Getting Started: Twitter Lists
Twitter is a great place to start, because you can follow just about anyone, and there are plenty of directories to help you get started.
Step 1: Plan your strategy.
The problem with most businesses on Twitter is that they have no idea why they are there; they have no purpose aside from ‘my boss/marketing agency/intern said we should have a Twitter presence’.
First, determine what you want to get out of Twitter; who you want to meet and build relationships with. Develop a list of the types of people you want to connect to, and what your reason is for connecting with them.
For example, you may want to follow reporters to learn about stories they are pitching and how you can provide a quote, you may want to follow bloggers to build relationships with them for future guest blogging opportunities, or you may want to follow people who are asking questions that may identify a problem you can solve. An example of this would be a restaurant near the airport in Boston following a stream of people who are using the words ‘Boston’ ‘dinner’ and/or ‘recommendations’ in their tweets.
Step 2: Build the foundation.
Once you know your purpose for following specific types of people you want to connect with on Twitter, it’s time to create your lists. Important: unless you WANT others to be able to find, follow, and share your lists, you should make these lists private. Creating Twitter lists is easy, but if you’ve never done it before, here’s a step-by-step guide!
Step 3: Follow public lists.
Start following public lists that have already been created. To find public lists already created, login into your Twitter account and enter a keyword. This will reveal all of the public lists associated with your keywords.
Step 4: Find the right people to follow.
Some of this will be easy, some will be more difficult, and this is intended to evolve over time, so don’t feel like you need to build everything at once. Based on your list categories, start searching for people to follow who meet your criteria.

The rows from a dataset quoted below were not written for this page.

// Allow common clippy pedantic lints that aren't critical for this codebase
#![allow(clippy::cast_possible_truncation)]
#![allow(clippy::cast_sign_loss)]
#![allow(clippy::cast_lossless)]
#![allow(clippy::too_many_lines)]
#![allow(clippy::ref_option)]
#![allow(clippy::unused_self)]
#![allow(clippy::struct_excessive_bools)]
#![allow(clippy::must_use_candidate)]
#![allow(clippy::items_after_statements)]
#![allow(clippy::unnecessary_wraps)]
#![allow(clippy::match_same_arms)]
#![allow(clippy::match_wildcard_for_single_variants)]
#![allow(clippy::needless_pass_by_value)]
#![allow(clippy::unused_async)]

//! # Motel Traffic
//!
//! Synthetic traffic for the motel inventory and reservation REST APIs:
//! paginated crawls, chain-name enrichment, and bounded, count-guarded
//! creation batches.
//!
//! ## Quick Start
//!
//! ```rust,ignore
//! use motel_traffic::http::{HttpClient, HttpClientConfig};
//! use motel_traffic::scenarios::{run_task, ScenarioContext, Task};
//! use motel_traffic::ScenarioConfig;
//!
//! #[tokio::main]
//! async fn main() -> motel_traffic::Result<()> {
//!     let config = HttpClientConfig::builder()
//!         .base_url("http://localhost:8080")
//!         .build();
//!     let ctx = ScenarioContext::new(HttpClient::with_config(config)?, ScenarioConfig::default());
//!
//!     let task: Task = "get_motels".parse()?;
//!     let outcome = run_task(task, &ctx).await?;
//!     println!("{outcome:?}");
//!     Ok(())
//! }
//! ```
//!
//! ## Architecture
//!
//! ```text
//! ┌─────────────────────────────────────────────────────────────────┐
//! │                         Scenarios                               │
//! │  ping · get_* crawls · post_* / seed_* batches · reservation_*  │
//! └─────────────────────────────────────────────────────────────────┘
//!                                │
//! ┌──────────┬───────────┬───────┴───────┬───────────┬─────────────┐
//! │  Engine  │ Envelope  │  Pagination   │   Guard   │ Enrichment  │
//! ├──────────┼───────────┼───────────────┼───────────┼─────────────┤
//! │ Traverse │ content   │ Offset        │ Count     │ Chain id →  │
//! │ Visit    │ data list │ Cursor        │ Ceiling   │ chain name  │
//! │ Create   │ data.data │ Loop guard    │ Fail open │             │
//! └──────────┴───────────┴───────────────┴───────────┴─────────────┘
//!                                │
//!                HTTP client · retry · rate limit
//! ```

#![warn(clippy::all)]
#![warn(clippy::pedantic)]
#![allow(clippy::module_name_repetitions)]
#![allow(clippy::missing_errors_doc)]
#![allow(clippy::missing_panics_doc)]
#![allow(clippy::doc_markdown)]

// ============================================================================
// Module declarations
// ============================================================================

/// Error types
pub mod error;

/// Common types and type aliases
pub mod types;

/// HTTP client with rate limiting
pub mod http;

/// Transient-failure retries with exponential backoff
pub mod retry;

/// Response envelope extraction
pub mod envelope;

/// Pagination schemas and the cursor
pub mod pagination;

/// Traversal-and-mutate engine
pub mod engine;

/// Count-ceiling gate
pub mod guard;

/// Table counts
pub mod count;

/// Id → name lookups
pub mod enrichment;

/// Creation payloads
pub mod generators;

/// Ping health checks
pub mod health;

/// Settings and scenario configuration
pub mod config;

/// Traffic tasks
pub mod scenarios;

/// Command-line interface
pub mod cli;

// ============================================================================
// Re-exports
// ============================================================================

pub use config::{ScenarioConfig, Settings};
pub use error::{Error, Result};
pub use scenarios::{run_task, ScenarioContext, Task, TaskOutcome};
pub use types::*;

/// Crate version
pub const VERSION: &str = env!("CARGO_PKG_VERSION");

/// Crate name
pub const NAME: &str = env!("CARGO_PKG_NAME");
//! Tests for the config module

use super::*;
use crate::error::Error;
use crate::types::LogLevel;
use pretty_assertions::assert_eq;
use std::io::Write;
use std::time::Duration;

// ============================================================================
// ScenarioConfig
// ============================================================================

#[test]
fn test_scenario_config_defaults() {
    let config = ScenarioConfig::default();
    assert_eq!(config.page_size, 50);
    assert!(config.chain_lookup);
    assert_eq!(config.max_motels, 50);
    assert!(config.chain_allowed_status.is_empty());
    assert_eq!(config.motel.name_template, "{chain} - Motel1");
    assert_eq!(config.room_categories.categories.len(), 4);
    assert_eq!(config.rooms.floor_end, 3);
    assert_eq!(config.reservations.start_page, 1);
    assert!(config.validate().is_ok());
}

#[test]
fn test_empty_document_is_default() {
    assert_eq!(scenario_config_from_str("").unwrap(), ScenarioConfig::default());
    assert_eq!(scenario_config_from_str("{}").unwrap(), ScenarioConfig::default());
}

#[test]
fn test_partial_yaml_keeps_defaults() {
    let yaml = r#"
page_size: 10
chain_allowed_status: [Active]
motel:
  state: CA
rooms:
  floor_start: 1
  floor_end: 2
  rooms_per_floor: 3
reservations:
  room_type: Deluxe Suite
  date: "2025-08-16"
"#;
    let config = scenario_config_from_str(yaml).unwrap();

    assert_eq!(config.page_size, 10);
    assert_eq!(config.chain_allowed_status, vec!["Active".to_string()]);
    assert_eq!(config.motel.state, "CA");
    assert_eq!(config.motel.pincode, "00000");
    assert_eq!(config.rooms.floor_start, 1);
    assert_eq!(config.rooms.status, "Active");
    assert_eq!(config.reservations.room_type.as_deref(), Some("Deluxe Suite"));
    assert_eq!(config.reservations.name, "John Doe");
}

#[test]
fn test_category_description_typo_is_accepted() {
    let json = r#"{
        "room_categories": {
            "categories": [
                {"displayName": "Penthouse", "roomCategoryName": "Penthouse", "desicription": "Top floor"},
                {"displayName": "Bunk", "roomCategoryName": "Bunk"}
            ]
        }
    }"#;
    let config = scenario_config_from_json(json).unwrap();
    let cats = &config.room_categories.categories;

    assert_eq!(cats[0].description, "Top floor");
    assert_eq!(cats[1].description, "");
    assert!(config.room_categories.only_active);
}

#[test]
fn test_validation_rejects_bad_values() {
    let cases = [
        "page_size: 0",
        "chain_get_path: ''",
        "motel: {name_template: 'Motel One'}",
        "room_categories: {categories: []}",
        "rooms: {floor_start: 4, floor_end: 3}",
        "rooms: {rooms_per_floor: 0}",
        "reservations: {per_page: 0}",
        "reservations: {date: 'tomorrow'}",
    ];
    for yaml in cases {
        let err = scenario_config_from_str(yaml).unwrap_err();
        assert!(
            matches!(err, Error::InvalidConfigValue { .. }),
            "{yaml}: {err:?}"
        );
    }
}

#[test]
fn test_malformed_documents() {
    assert!(matches!(
        scenario_config_from_str("page_size: [1"),
        Err(Error::YamlParse(_))
    ));
    assert!(matches!(
        scenario_config_from_json("{"),
        Err(Error::JsonParse(_))
    ));
}

#[test]
fn test_load_from_file() {
    let mut file = tempfile::NamedTempFile::new().unwrap();
    writeln!(file, "max_motels: 5\nchain_lookup: false").unwrap();

    let config = load_scenario_config(file.path()).unwrap();
    assert_eq!(config.max_motels, 5);
    assert!(!config.chain_lookup);
}

#[test]
fn test_load_missing_file() {
    let err = load_scenario_config("/nonexistent/scenario.yaml").unwrap_err();
    assert!(err.to_string().contains("scenario.yaml"));
}

// ============================================================================
// Settings
// ============================================================================

#[test]
fn test_settings_validate() {
    let settings = Settings {
        base_url: "http://localhost:8085".to_string(),
        ..Default::default()
    };
    assert!(settings.validate().is_ok());

    let bad_url = Settings {
        base_url: "not a url".to_string(),
        ..Default::default()
    };
    assert!(matches!(bad_url.validate(), Err(Error::InvalidUrl(_))));

    let bad_scheme = Settings {
        base_url: "ftp://motels".to_string(),
        ..Default::default()
    };
    assert!(matches!(
        bad_scheme.validate(),
        Err(Error::InvalidConfigValue { .. })
    ));

    let zero_rps = Settings {
        max_rps: Some(0),
        ..Default::default()
    };
    assert!(zero_rps.validate().is_err());
}

#[test]
fn test_settings_http_config() {
    let settings = Settings {
        base_url: "http://localhost:8086".to_string(),
        api_token: Some("abc".to_string()),
        connect_timeout: Duration::from_millis(1500),
        read_timeout: Duration::from_secs(7),
        log_level: LogLevel::Debug,
        max_rps: Some(20),
        ..Default::default()
    };
    let http = settings.http_config();

    assert_eq!(http.base_url, "http://localhost:8086");
    assert_eq!(http.api_token.as_deref(), Some("abc"));
    assert_eq!(http.connect_timeout, Duration::from_millis(1500));
    assert_eq!(http.read_timeout, Duration::from_secs(7));
    assert!(http.rate_limit.is_some());
}

#[test]
fn test_empty_token_is_not_sent() {
    let settings = Settings {
        api_token: Some(String::new()),
        ..Default::default()
    };
    assert!(settings.http_config().api_token.is_none());
}

#[test]
fn test_seconds() {
    assert_eq!(seconds("read_timeout", 2.5).unwrap(), Duration::from_millis(2500));
    assert!(seconds("read_timeout", -1.0).is_err());
    assert!(seconds("read_timeout", f64::NAN).is_err());
}
//! Cross-resource name lookup
//!
//! Drains a secondary paginated resource into an id → name map before the
//! primary traversal starts. Any failure degrades to an empty map.

use crate::engine::{ItemContext, ItemOutcome, ItemVisitor, PageSource, TraversalEngine};
use crate::envelope::fields;
use crate::error::Result;
use crate::pagination::PagePlan;
use crate::retry::RetryPolicy;
use crate::types::Record;
use async_trait::async_trait;
use std::collections::HashMap;
use tracing::{error, info};

/// Name used when an id is not in the map
pub const UNKNOWN: &str = "unknown";

/// Keys identifying a motel chain
pub const CHAIN_ID_KEYS: &[&str] = &["motelChainId", "id"];

/// Keys naming a motel chain, most specific first
pub const CHAIN_NAME_KEYS: &[&str] = &["motelChainName", "displayName", "displyaName"];

/// Read-only id → display name map
#[derive(Debug, Clone, Default, PartialEq, Eq)]
pub struct EnrichmentMap {
    names: HashMap<String, String>,
}

impl EnrichmentMap {
    pub fn new() -> Self {
        Self::default()
    }

    pub fn insert(&mut self, id: impl Into<String>, name: impl Into<String>) {
        self.names.insert(id.into(), name.into());
    }

    pub fn get(&self, id: &str) -> Option<&str> {
        self.names.get(id).map(String::as_str)
    }

    /// Name for `id`, or [`UNKNOWN`]
    pub fn resolve(&self, id: Option<&str>) -> &str {
        id.and_then(|id| self.get(id)).unwrap_or(UNKNOWN)
    }

    pub fn len(&self) -> usize {
        self.names.len()
    }

    pub fn is_empty(&self) -> bool {
        self.names.is_empty()
    }
}

impl FromIterator<(String, String)> for EnrichmentMap {
    fn from_iter<I: IntoIterator<Item = (String, String)>>(iter: I) -> Self {
        Self {
            names: iter.into_iter().collect(),
        }
    }
}

/// Which fields of the secondary resource form the map
#[derive(Debug, Clone, Copy)]
pub struct LookupKeys<'k> {
    pub id_keys: &'k [&'k str],
    pub name_keys: &'k [&'k str],
}

impl LookupKeys<'static> {
    /// Motel chain id → chain name
    pub fn motel_chains() -> Self {
        Self {
            id_keys: CHAIN_ID_KEYS,
            name_keys: CHAIN_NAME_KEYS,
        }
    }
}

struct Collector<'k> {
    keys: LookupKeys<'k>,
    map: EnrichmentMap,
}

#[async_trait]
impl ItemVisitor for Collector<'_> {
    async fn visit(&mut self, record: &Record, _ctx: &ItemContext) -> Result<ItemOutcome> {
        let id = fields::text(record, self.keys.id_keys);
        let name = fields::text(record, self.keys.name_keys);
        match (id, name) {
            (Some(id), Some(name)) => {
                self.map.insert(id, name);
                Ok(ItemOutcome::one_emitted())
            }
            _ => Ok(ItemOutcome::nothing()),
        }
    }
}

/// Drain every page of `source` into a map; errors propagate
pub async fn try_build(
    source: &dyn PageSource,
    plan: PagePlan,
    retry: &RetryPolicy,
    keys: LookupKeys<'_>,
) -> Result<EnrichmentMap> {
    let mut collector = Collector {
        keys,
        map: EnrichmentMap::new(),
    };
    TraversalEngine::new(source, plan)
        .with_retry(retry.clone())
        .run(&mut collector)
        .await?;
    Ok(collector.map)
}

/// Like [`try_build`], but any failure yields an empty map
pub async fn build(
    source: &dyn PageSource,
    plan: PagePlan,
    retry: &RetryPolicy,
    keys: LookupKeys<'_>,
) -> EnrichmentMap {
    match try_build(source, plan, retry, keys).await {
        Ok(map) => {
            info!(event = "chain_lookup_ready", source = source.name(), size = map.len());
            map
        }
        Err(err) => {
            error!(
                event = "chain_lookup_failed",
                source = source.name(),
                status = err.status(),
                error = %err,
            );
            EnrichmentMap::new()
        }
    }
}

For example, if you’re selling a product for babies, you’ll want to follow mommy bloggers, parenting bloggers, parent/child publications and media outlets, complementary service providers and brands, etc.
To get started, check out Followerwonk or Twitter Advanced Search and include hashtags in your lists to follow streams of people who are all joining in on a particular conversation related to your industry (for example, follow the stream of people using a hashtag for an industry conference or webinar your prospective customers would be attending).

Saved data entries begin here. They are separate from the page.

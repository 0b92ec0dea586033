// RGB Engine: deterministic validation of client-side-validated asset
// contracts.
//
// SPDX-License-Identifier: Apache-2.0
//
// Written in 2019-2025 by
//     Dr Maxim Orlovsky <orlovsky@lnp-bp.org>
//
// Copyright (C) 2019-2025 LNP/BP Standards Association. All rights reserved.
// Copyright (C) 2019-2025 Dr Maxim Orlovsky. All rights reserved.
//
// Licensed under the Apache License, Version 2.0 (the "License");
// you may not use this file except in compliance with the License.
// You may obtain a copy of the License at
//
//     http://www.apache.org/licenses/LICENSE-2.0
//
// Unless required by applicable law or agreed to in writing, software
// distributed under the License is distributed on an "AS IS" BASIS,
// WITHOUT WARRANTIES OR CONDITIONS OF ANY KIND, either express or implied.
// See the License for the specific language governing permissions and
// limitations under the License.

//! Evolving state of a single contract, mutated only through validated
//! deltas.

use std::collections::BTreeMap;

use crate::contract::{AuthToken, FieldValue, OpId, Opout, OwnedState};
use crate::schema::{GlobalStateType, OwnedStateType};

/// A single output of some operation together with its spend status.
#[derive(Clone, PartialEq, Eq, Hash, Debug)]
#[cfg_attr(
    feature = "serde",
    derive(Serialize, Deserialize),
    serde(rename_all = "camelCase")
)]
pub struct OwnedCell {
    pub ty: OwnedStateType,
    pub state: OwnedState,
    pub auth: AuthToken,
    /// Id of the operation which has closed this output, if any. At most one
    /// operation may ever close an output.
    pub spent_by: Option<OpId>,
}

impl OwnedCell {
    pub fn is_spent(&self) -> bool { self.spent_by.is_some() }
}

/// Change to a single global state type carried by a delta.
#[derive(Clone, PartialEq, Eq, Hash, Debug)]
#[cfg_attr(
    feature = "serde",
    derive(Serialize, Deserialize),
    serde(rename_all = "camelCase")
)]
pub enum GlobalChange {
    /// Accumulating global state: new values extend the history.
    Append(GlobalStateType, Vec<FieldValue>),
    /// Replaceable global state: the new value supersedes all previous ones.
    Replace(GlobalStateType, FieldValue),
}

/// Complete effect of one validated operation on the contract state.
///
/// A delta is built while the operation is checked and applied only after all
/// checks pass; application itself re-verifies spendability so that the state
/// can never record two spenders for one output.
#[derive(Clone, Default, PartialEq, Eq, Debug)]
#[cfg_attr(
    feature = "serde",
    derive(Serialize, Deserialize),
    serde(rename_all = "camelCase")
)]
pub struct StateDelta {
    /// Outputs closed by the operation, with the closing operation id.
    pub consumes: Vec<(Opout, OpId)>,
    /// Outputs created by the operation.
    pub produces: Vec<(Opout, OwnedCell)>,
    /// Global state changes, in operation declaration order.
    pub globals: Vec<GlobalChange>,
}

/// Violations detected while applying a state delta.
#[derive(Copy, Clone, PartialEq, Eq, Hash, Debug, Display, Error)]
#[display(doc_comments)]
#[cfg_attr(
    feature = "serde",
    derive(Serialize, Deserialize),
    serde(rename_all = "camelCase")
)]
pub enum StateError {
    /// delta consumes output {0} which is not present in the contract state.
    UnknownCell(Opout),

    /// delta consumes output {0} already spent by operation {1}.
    ConflictingSpend(Opout, OpId),

    /// delta produces output {0} which already exists in the contract state.
    CellCollision(Opout),
}

/// Full known state of a single contract.
#[derive(Clone, Default, PartialEq, Eq, Debug)]
#[cfg_attr(
    feature = "serde",
    derive(Serialize, Deserialize),
    serde(rename_all = "camelCase")
)]
pub struct ContractState {
    global: BTreeMap<GlobalStateType, Vec<FieldValue>>,
    owned: BTreeMap<Opout, OwnedCell>,
}

impl ContractState {
    pub fn new() -> Self { ContractState::default() }

    /// Applies a delta atomically: the state is mutated only if the whole
    /// delta is applicable, otherwise it is left untouched and the first
    /// violation is returned.
    ///
    /// The spend checks performed here are the point where concurrent spends
    /// of the same output serialize: whichever delta is applied first wins,
    /// any later conflicting delta fails with [`StateError::ConflictingSpend`].
    pub fn apply(&mut self, delta: StateDelta) -> Result<(), StateError> {
        for (opout, _) in &delta.consumes {
            let cell = self
                .owned
                .get(opout)
                .ok_or(StateError::UnknownCell(*opout))?;
            if let Some(spender) = cell.spent_by {
                return Err(StateError::ConflictingSpend(*opout, spender));
            }
        }
        for (opout, _) in &delta.produces {
            if self.owned.contains_key(opout) {
                return Err(StateError::CellCollision(*opout));
            }
        }

        for (opout, spender) in delta.consumes {
            if let Some(cell) = self.owned.get_mut(&opout) {
                cell.spent_by = Some(spender);
            }
        }
        for (opout, cell) in delta.produces {
            self.owned.insert(opout, cell);
        }
        for change in delta.globals {
            match change {
                GlobalChange::Append(ty, mut values) => {
                    self.global.entry(ty).or_default().append(&mut values);
                }
                GlobalChange::Replace(ty, value) => {
                    self.global.insert(ty, vec![value]);
                }
            }
        }
        Ok(())
    }

    /// All known values of a global state type, oldest first.
    pub fn global(&self, ty: GlobalStateType) -> &[FieldValue] {
        self.global.get(&ty).map(Vec::as_slice).unwrap_or_default()
    }

    pub fn owned(&self, opout: Opout) -> Option<&OwnedCell> { self.owned.get(&opout) }

    /// Unspent outputs of the given owned state type.
    pub fn unspent(
        &self,
        ty: OwnedStateType,
    ) -> impl Iterator<Item = (Opout, &OwnedCell)> {
        self.owned
            .iter()
            .filter(move |(_, cell)| cell.ty == ty && !cell.is_spent())
            .map(|(opout, cell)| (*opout, cell))
    }

    /// Whether every known output of the given owned state type has a
    /// recorded spender.
    pub fn is_fully_spent(&self, ty: OwnedStateType) -> bool {
        self.unspent(ty).next().is_none()
    }

    /// Checked sum of all known numeric values of a global state type; `None`
    /// on u64 overflow.
    pub fn global_sum(&self, ty: GlobalStateType) -> Option<u64> {
        self.global(ty)
            .iter()
            .try_fold(0u64, |acc, value| acc.checked_add(value.num().unwrap_or(0)))
    }

    /// Checked sum of the magnitudes of all unspent outputs of an owned state
    /// type; `None` on u64 overflow.
    pub fn unspent_sum(&self, ty: OwnedStateType) -> Option<u64> {
        self.unspent(ty)
            .try_fold(0u64, |acc, (_, cell)| acc.checked_add(cell.state.magnitude()))
    }
}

Step 5: Add people you’re following to your lists.
Each time you follow a person that you want to include on a list, be sure to click their profile link (or the Hootsuite or Hubspot link) to include them on your list. This is MUCH easier to do as you’re building your followers than it is to do later.
Step 6: Creating your own lists of new prospects.
Build a list for an upcoming event: If you are hosting an event and planning on live tweeting, create an event hashtag as well as a Twitter list that includes all of the speakers. This will allow you easier access to monitor their tweets and interact with them before, during and after the event.
Build a Customer Twitter List: This is a great way to find out what kind of content resonates with them. Learn more about who your customers are and what makes them tick. Here you have an opportunity to build stronger relationships with customers as well as cross-promote to them.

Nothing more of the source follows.